Boa estada Tazinha! Não há muito tempo que fui à Guarda. Talvez há uns 2 anos. O dia estava chuvoso e o nevoeiro não nos deixava ver um palmo. Da janela do Hotel, no Centro, mal se via o passeio e as lojas em frente. Mas a beleza está sempre lá e a Sé é inesquecível em grandiosidade.
Aproveite o bom descanso porque quando se está feliz, quer chova ou faça sol, o importante é VIVER!
Bjos gds

Anónimo disse...

Foi um passeio maravilhoso,adorei tudo o que viu.
A beleza da Natureza encanta-nos.
O meu serão é ver o seu post ,que me alegra bastante.Obrigada.
bj
Naty

dbo disse...

Cara UJM,
Ainda bem que descansa, pois bem merece, face à sua fleuma permanente só para nos manter ligados a este seu maravilhoso e informativo recanto. São horas e horas tardias a criar belas prosas eivadas de cor e música, num quotidiano de autêntico desgaste.

Escolheu bem, como sempre o fará com certeza. O local é saudável, idílico, aprazível e próprio para meditação. Já estive por aí, no H2O em Unhais da Serra e juro-lhe que fiquei cliente, tal como minha esposa. Também colhi belas imagens nessa altura, sem neve, mas com muita verdura, muita luz e muita cor. Até a quietude e o silêncio pareciam ter ficado nas imagens!

“Carpe diem” e muita saúde como é sempre meu desejo final.

Pôr do Sol disse...

Olá Jeitinho,

Todas as noites passo por vários blogs e desde há muito, que guardo a leitura do seu para o fim, tal como um prato que se degusta com tempo.
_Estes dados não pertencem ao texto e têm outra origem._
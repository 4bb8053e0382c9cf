//! Infrastructure layer for capital-ai
//!
//! This crate contains adapters that implement the ports defined
//! in the application layer, including configuration file loading.

pub mod config;
pub mod openai;
pub mod templates;

// Re-export commonly used types
pub use config::{
    ConfigIssue, ConfigLoader, FileConfig, FileOpenAiConfig, FileServerConfig,
    FileTemplatesConfig, Severity,
};
pub use openai::{OpenAiGateway, OpenAiSettings};
pub use templates::{EmbeddedTemplateStore, FileTemplateStore};
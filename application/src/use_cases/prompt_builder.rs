//! Prompt Builder use case.
//!
//! Turns either raw text or a stored template plus variables into the final
//! prompt string sent to the completion provider.

use crate::error::ServiceError;
use crate::ports::template_store::TemplateStore;
use capital_domain::PromptTemplate;
use std::collections::HashMap;
use std::sync::Arc;
use tracing::{debug, info, warn};

/// Builds prompts from free text or from templates held by a [`TemplateStore`]
#[derive(Clone)]
pub struct PromptBuilder {
    templates: Arc<dyn TemplateStore>,
}

impl PromptBuilder {
    pub fn new(templates: Arc<dyn TemplateStore>) -> Self {
        Self { templates }
    }

    /// The prompt is the text itself; no placeholder processing happens here.
    pub fn build_from_text(&self, text: &str) -> String {
        text.to_string()
    }

    /// Load `template_id` and substitute every `{name}` from `variables`.
    ///
    /// Fails with [`ServiceError::TemplateNotFound`] when the store has no such
    /// template and with [`ServiceError::TemplateMismatch`] when a placeholder
    /// has no value.
    pub fn build_from_template(
        &self,
        template_id: &str,
        variables: &HashMap<String, String>,
    ) -> Result<String, ServiceError> {
        let source = self.templates.load(template_id)?;
        let template = PromptTemplate::new(template_id, &source);

        debug!(
            "Rendering template '{}' with placeholders {:?}",
            template_id,
            template.placeholders()
        );

        Ok(template.render(variables)?)
    }

    /// Check that every template in `ids` can be loaded.
    ///
    /// Logs presence at info and the template text at debug. Returns the first
    /// failure so startup can stop before serving requests.
    pub fn verify_templates(&self, ids: &[&str]) -> Result<(), ServiceError> {
        for id in ids {
            match self.templates.load(id) {
                Ok(text) => {
                    info!("Template exists: {}", id);
                    debug!("Template content ({}):\n{}", id, text);
                }
                Err(e) => {
                    warn!("Template check failed: {}", e);
                    return Err(e.into());
                }
            }
        }
        Ok(())
    }
}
Hoje, foi a sobremesa desejada há muito.

Soube-me tão bem esse banho de Natureza, longe desta realidade suja.

Obrigada pela partilha.

Desejo-lhe uma boa continuação de descobertas e desintoxicações.

Maria Eduardo disse...

Olá UJM,
Fiquei muito satisfeita por saber que está a repousar e que se sente bem disposta, tranquila e de saúde!...
Recomendo também os locais sugeridos pelos Leitores Antonieta e Rufino pois valem a pena ser visitados, se ainda não os visitou.
Adorei o Piódão, é uma aldeia presépio que nos deixa sem respiração!...
Aproveite bem esses ares e traga na bagagem muitas mais fotos, para partilhar connosco!
Estas fotos são uma maravilha!
Boas massagens e muito boa saúde!
Um beijinho

sonia disse...

Só peço a Deus que se tiver que nascer de novo, que seja em Portugal, e na Serra da Estrela. Sou brasileira, neta dessa terra maravilhosa, que infelizmente não conheci ainda.
Abraço, obrigada por compartilhar tanta beleza e doçura!